Feeding nine billion in 2050 without exhausting the planetary reserves is perhaps the greatest challenge mankind has ever faced. This course will examine the principles of production ecology and the ‘availability pillar’ of global food security that lie at the heart of food production. They can be applied to both crops and animal production. This course on the basics of crop production will discuss why yields in some parts of the world are lagging behind and identify the agro-ecological drivers that shape the wide diversity of production systems.
Furthermore, key issues relating to closing of yield gaps and how these link to different visions of sustainability will be explored.
This online course will be of great interest to international students and those with varied educational backgrounds, both professionally and culturally, to enrich their views and action perspectives related to global food security and food systems. Prof. Ken E. Giller will introduce you to crop production and underlying bio-physical principles in order to identify constraining factors in yield formation. He will explain how to assess yield gaps at the level of fields and production systems around the world, contributing to efficient resource management. Wageningen University and Research, through its unique systems-based approach to food systems, adds the phase of primary production to the broad context of global food security.
Systems-based approach at Wageningen University
The University of Wageningen offers an excellent combination of conducting research worldwide and educating in the area of ‘healthy food and living environment’. Through its unique systems-based approach to food systems, the institute adds the phase of primary production to the broad context of global food security.
This course is part of the XSeries programme Sustainble Food Security, which learns you more about how we can feed the world with its growing population and wealth in a sustainable way. The other MOOCs in this XSeries programme are Sustainable Food Security: Food Access and Sustainable Food Security: The Value of Systems Thinking.
In this course, you will learn about crop production from professor Ken E. Giller:
Week 1: Introduction
This first week we are setting the scene for the global food situation today and projected demand and supply options tomorrow. Covering the four pillars of global food systems, we will zoom in on availability issues, and more in particular on crop production, as central theme of this course. Photosynthesis plays a key role in this process, turning solar light into food, which fuels mankind. Analogously to physical principles applied in building houses, you’ll be acquainted to the bio-physical principles in growing crops.
Week 2: Potential production
Potential production is the simplest representation of crop growth, defined by the crop's genetic potential and the ambient growth factors radiation, temperature and carbon dioxide concentration in the air. Under perfect crop management, with no limitation of water and nutrients, and a weed, pathogen and pest free environment, crops reach their potential production. This week focuses on the conversion of carbon dioxide into plant biomass as powered by solar radiation, with temperature as modifying factor. Based on variation in solar radiation and temperature around the globe, you’ll be able to calculate potential crop yields for different locations.

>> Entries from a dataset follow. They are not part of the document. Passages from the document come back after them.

//! External command execution with captured diagnostics.

use crate::bundler::error::{Error, Result, Termination};
use std::{ffi::OsStr, process::Stdio};
use tokio::{io::AsyncReadExt, process::Command};

/// Runs `program` with `args`, capturing its stderr.
///
/// Succeeds only when the process exits with code zero. Spawn failures, wait
/// failures, nonzero exits, and signal terminations all return the same
/// [`Error::Process`], carrying the full command line, how the process
/// ended, and whatever it wrote to stderr.
pub async fn run<I, S>(program: impl AsRef<OsStr>, args: I) -> Result<()>
where
    I: IntoIterator<Item = S>,
    S: AsRef<OsStr>,
{
    let program = program.as_ref();
    let args: Vec<_> = args.into_iter().map(|a| a.as_ref().to_os_string()).collect();
    let command_line = command_line(program, &args);
    log::debug!("Running {}", command_line);

    let failed = |termination, stderr: String, source| Error::Process {
        command: command_line.clone(),
        termination,
        stderr,
        source,
    };

    let mut child = Command::new(program)
        .args(&args)
        .stdin(Stdio::null())
        .stdout(Stdio::null())
        .stderr(Stdio::piped())
        .spawn()
        .map_err(|e| failed(Termination::NotStarted, String::new(), Some(e)))?;

    let pipe = child.stderr.take();
    let mut captured = Vec::new();
    let (read, status) = tokio::join!(
        async {
            match pipe {
                Some(mut pipe) => pipe.read_to_end(&mut captured).await.map(|_| ()),
                None => Ok(()),
            }
        },
        child.wait()
    );
    let stderr = String::from_utf8_lossy(&captured).into_owned();

    let status = status.map_err(|e| failed(Termination::NotStarted, stderr.clone(), Some(e)))?;
    if let Err(e) = read {
        log::warn!("Failed to read stderr of {}: {}", command_line, e);
    }

    if status.success() {
        return Ok(());
    }

    let termination = match status.code() {
        Some(code) => Termination::ExitCode(code),
        None => signal_of(&status),
    };
    Err(failed(termination, stderr, None))
}

#[cfg(unix)]
fn signal_of(status: &std::process::ExitStatus) -> Termination {
    use std::os::unix::process::ExitStatusExt;
    status
        .signal()
        .map(Termination::Signal)
        .unwrap_or(Termination::NotStarted)
}

#[cfg(not(unix))]
fn signal_of(_status: &std::process::ExitStatus) -> Termination {
    Termination::NotStarted
}

fn command_line(program: &OsStr, args: &[std::ffi::OsString]) -> String {
    std::iter::once(program)
        .chain(args.iter().map(|a| a.as_os_str()))
        .map(|part| {
            let part = part.to_string_lossy();
            if part.is_empty() || part.contains(char::is_whitespace) {
                format!("\"{part}\"")
            } else {
                part.into_owned()
            }
        })
        .collect::<Vec<_>>()
        .join(" ")
}
//! External tool detection and availability checking.

use crate::bundler::{Error, Result};
use std::path::{Path, PathBuf};

/// Locates the rpmbuild executable.
///
/// Accepts a bare command name (searched in `PATH`) or a path.
pub fn find_rpmbuild(program: &Path) -> Result<PathBuf> {
    match which::which(program) {
        Ok(path) => {
            log::debug!("Found rpmbuild at: {}", path.display());
            Ok(path)
        }
        Err(e) => Err(Error::GenericError(format!(
            "{} not found: {}. Install the rpm-build package \
             (dnf install rpm-build, apt install rpm) or set RPMBUILD.",
            program.display(),
            e
        ))),
    }
}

Week 3: Water limited production
In the process of fixing carbon dioxide from the air into biomass, crops inevitably lose water by transpiration. When transpired water from the leaf surface is not adequately replenished through water uptake by the roots, crop production becomes water-limited, resulting in lower yields. Accounting for the evaporative demand of the air and water availability to the crop, water-limited production can be assessed. Conversely, to reach potential yield, you may determine the amount of water required through irrigation, as a yield increasing measure.

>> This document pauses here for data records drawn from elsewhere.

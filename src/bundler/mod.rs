//! RPM packaging pipeline.
//!
//! Turns a packaged desktop application directory into `.rpm` files:
//! metadata is read from the application's `package.json`, merged with the
//! caller's options, staged into an rpmbuild top directory, built with
//! `rpmbuild`, and moved to the caller's destination.
//!
//! The entry point is [`Packager`].

pub mod artifacts;
pub mod assets;
pub mod builder;
pub mod error;
pub mod rpmbuild;
pub mod settings;
pub mod staging;
pub mod template;
pub mod utils;

pub use artifacts::CollectedArtifact;
pub use builder::{PackageOutput, Packager};
pub use error::{Error, Result, Stage};
pub use settings::{PackageOptions, Rename, UserOptions};
pub use staging::StagingTree;
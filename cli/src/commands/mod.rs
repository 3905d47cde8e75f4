mod add;
mod helpers;
mod list;
mod meal;
mod stats;

pub(crate) use add::cmd_add;
pub(crate) use list::cmd_list;
pub(crate) use meal::{cmd_delete, cmd_update};
pub(crate) use stats::cmd_stats;
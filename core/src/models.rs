use anyhow::{Result, bail};
use chrono::NaiveDate;
use serde::{Deserialize, Serialize};
use uuid::Uuid;

/// The canonical meal-type labels offered by the entry form. Storage does
/// not enforce a closed set; anything else is kept as free text.
pub const MEAL_TYPES: &[&str] = &["Breakfast", "Lunch", "Dinner", "Snack"];

/// One logged meal. Fields are in backing-file column order.
#[derive(Debug, Clone, PartialEq, Serialize, Deserialize)]
pub struct Meal {
    pub id: String,
    pub food_name: String,
    pub calories: f64,
    pub protein: f64,
    pub carbs: f64,
    pub fats: f64,
    /// Calendar date as `YYYY-MM-DD`; no timezone semantics.
    pub date: String,
    pub meal_type: String,
}

impl Meal {
    /// Construct a meal with a freshly generated identifier.
    #[must_use]
    pub fn new(
        food_name: String,
        calories: f64,
        protein: f64,
        carbs: f64,
        fats: f64,
        date: String,
        meal_type: String,
    ) -> Self {
        Self::with_id(
            new_meal_id(),
            food_name,
            calories,
            protein,
            carbs,
            fats,
            date,
            meal_type,
        )
    }

    /// Construct a meal with an existing identifier (e.g. when decoding
    /// from storage). The identifier is never reassigned afterwards.
    #[must_use]
    #[allow(clippy::too_many_arguments)]
    pub fn with_id(
        id: String,
        food_name: String,
        calories: f64,
        protein: f64,
        carbs: f64,
        fats: f64,
        date: String,
        meal_type: String,
    ) -> Self {
        Self {
            id,
            food_name,
            calories,
            protein,
            carbs,
            fats,
            date,
            meal_type,
        }
    }

    /// Encode as the fixed 8-field textual row
    /// `id,food_name,calories,protein,carbs,fats,date,meal_type`.
    #[must_use]
    pub fn to_record(&self) -> Vec<String> {
        vec![
            self.id.clone(),
            self.food_name.clone(),
            self.calories.to_string(),
            self.protein.to_string(),
            self.carbs.to_string(),
            self.fats.to_string(),
            self.date.clone(),
            self.meal_type.clone(),
        ]
    }

    /// Decode a stored row. Fails when the row does not have exactly 8
    /// fields or a numeric field does not parse; the store drops such
    /// rows rather than surfacing the error.
    pub fn from_record(record: &csv::StringRecord) -> Result<Self> {
        if record.len() != 8 {
            bail!("Expected 8 fields, got {}", record.len());
        }
        let text = |i: usize| record.get(i).unwrap_or("").to_string();
        let number = |i: usize| -> Result<f64> {
            let raw = record.get(i).unwrap_or("");
            match raw.trim().parse::<f64>() {
                Ok(v) => Ok(v),
                Err(_) => bail!("Invalid number '{raw}' in column {i}"),
            }
        };
        Ok(Self {
            id: text(0),
            food_name: text(1),
            calories: number(2)?,
            protein: number(3)?,
            carbs: number(4)?,
            fats: number(5)?,
            date: text(6),
            meal_type: text(7),
        })
    }
}

/// Generate a short random meal identifier: the first 8 hex chars of a
/// v4 UUID. Collisions are negligible for personal-log dataset sizes.
#[must_use]
pub fn new_meal_id() -> String {
    Uuid::new_v4().simple().to_string()[..8].to_string()
}

/// Entry-path validation applied by the shell before a meal reaches the
/// store: name must not be empty, macros must not be negative, date must
/// be a real `YYYY-MM-DD` date.
pub fn validate_meal(meal: &Meal) -> Result<()> {
    if meal.food_name.trim().is_empty() {
        bail!("Food name must not be empty");
    }
    if meal.calories < 0.0 {
        bail!("calories must not be negative");
    }
    if meal.protein < 0.0 {
        bail!("protein must not be negative");
    }
    if meal.carbs < 0.0 {
        bail!("carbs must not be negative");
    }
    if meal.fats < 0.0 {
        bail!("fats must not be negative");
    }
    if NaiveDate::parse_from_str(&meal.date, "%Y-%m-%d").is_err() {
        bail!("Invalid date '{}'. Must be YYYY-MM-DD", meal.date);
    }
    Ok(())
}

/// Map user input onto the canonical meal-type labels, case-insensitively.
/// Unknown labels pass through trimmed — the store accepts free text.
#[must_use]
pub fn normalize_meal_type(meal: &str) -> String {
    match meal.trim().to_lowercase().as_str() {
        "breakfast" => "Breakfast".to_string(),
        "lunch" => "Lunch".to_string(),
        "dinner" => "Dinner".to_string(),
        "snack" | "snacks" => "Snack".to_string(),
        _ => meal.trim().to_string(),
    }
}

#[cfg(test)]
mod tests {
    use std::collections::HashSet;

    use super::*;

    fn sample_meal() -> Meal {
        Meal::new(
            "Grilled Chicken".to_string(),
            165.0,
            31.0,
            0.0,
            3.6,
            "2024-06-15".to_string(),
            "Lunch".to_string(),
        )
    }

    #[test]
    fn test_new_assigns_short_id() {
        let meal = sample_meal();
        assert_eq!(meal.id.len(), 8);
        assert!(meal.id.chars().all(|c| c.is_ascii_hexdigit()));
    }

    #[test]
    fn test_ids_are_unique_across_a_large_sample() {
        let ids: HashSet<String> = (0..10_000).map(|_| new_meal_id()).collect();
        assert_eq!(ids.len(), 10_000);
    }

    #[test]
    fn test_record_round_trip() {
        let meal = sample_meal();
        let row = meal.to_record();
        let record = csv::StringRecord::from(row);
        let decoded = Meal::from_record(&record).unwrap();
        assert_eq!(decoded, meal);
    }

    #[test]
    fn test_record_round_trip_fractional_values() {
        let meal = Meal::with_id(
            "ab12cd34".to_string(),
            "Greek Yogurt".to_string(),
            100.5,
            17.25,
            6.1,
            0.7,
            "2024-01-16".to_string(),
            "Breakfast".to_string(),
        );
        let record = csv::StringRecord::from(meal.to_record());
        assert_eq!(Meal::from_record(&record).unwrap(), meal);
    }

    #[test]
    fn test_from_record_wrong_field_count() {
        let record = csv::StringRecord::from(vec!["abc", "Toast", "120"]);
        assert!(Meal::from_record(&record).is_err());

        let nine = csv::StringRecord::from(vec![
            "abc",
            "Toast",
            "120",
            "4",
            "20",
            "2",
            "2024-01-01",
            "Breakfast",
            "extra",
        ]);
        assert!(Meal::from_record(&nine).is_err());
    }

    #[test]
    fn test_from_record_unparseable_number() {
        let record = csv::StringRecord::from(vec![
            "abc",
            "Toast",
            "lots",
            "4",
            "20",
            "2",
            "2024-01-01",
            "Breakfast",
        ]);
        assert!(Meal::from_record(&record).is_err());
    }

    #[test]
    fn test_validate_meal_ok() {
        assert!(validate_meal(&sample_meal()).is_ok());
    }

    #[test]
    fn test_validate_meal_empty_name() {
        let mut meal = sample_meal();
        meal.food_name = "   ".to_string();
        assert!(validate_meal(&meal).is_err());
    }

    #[test]
    fn test_validate_meal_negative_macros() {
        for field in 0..4 {
            let mut meal = sample_meal();
            match field {
                0 => meal.calories = -1.0,
                1 => meal.protein = -0.1,
                2 => meal.carbs = -5.0,
                _ => meal.fats = -2.0,
            }
            assert!(validate_meal(&meal).is_err());
        }
    }

    #[test]
    fn test_validate_meal_bad_date() {
        let mut meal = sample_meal();
        meal.date = "15/06/2024".to_string();
        assert!(validate_meal(&meal).is_err());

        meal.date = "2024-02-30".to_string();
        assert!(validate_meal(&meal).is_err());
    }

    #[test]
    fn test_normalize_meal_type_known_labels() {
        assert_eq!(normalize_meal_type("breakfast"), "Breakfast");
        assert_eq!(normalize_meal_type("LUNCH"), "Lunch");
        assert_eq!(normalize_meal_type("Dinner"), "Dinner");
        assert_eq!(normalize_meal_type("snacks"), "Snack");
    }

    #[test]
    fn test_normalize_meal_type_free_text_passes_through() {
        assert_eq!(normalize_meal_type(" Brunch "), "Brunch");
        assert_eq!(normalize_meal_type("second dinner"), "second dinner");
    }
}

Week 4: Nutrient limited production
In addition to water, nutrients are essential to crop production to support physiological processes, like photosynthesis. Various nutrients are absorbed from the soil by the roots. When nutrient availability falls short, production becomes nutrient-limited. In that situation nutrient application by manure or artificial fertilizers is a yield increasing measure..
Week 5: Actual production
Actual crop production refers a situation where production is further reduced by effects of weed, pests (insects, mites, nematodes, rodents, and birds), diseases (fungi, bacteria, viruses) and/or pollutants. This introduces an extra level of complexity in plant production. In spite of intensive crop protection measures in some parts of the world, the actual production is the common production situation for the majority of the world's agricultural production systems. We will look at how weeds, and pests and diseases affect crop yields and what measures can be taken to prevent losses.
Week 6: Synthesis
Having tackled the three distinguished production situations separately in the previous weeks, we now come back to complete the diagram reflecting the 'principles of production ecology'. Hopefully, it means more to you now and you can use it in analysing the impact of genetics, environment and management on crop yields, as will be discussed in this synopsis.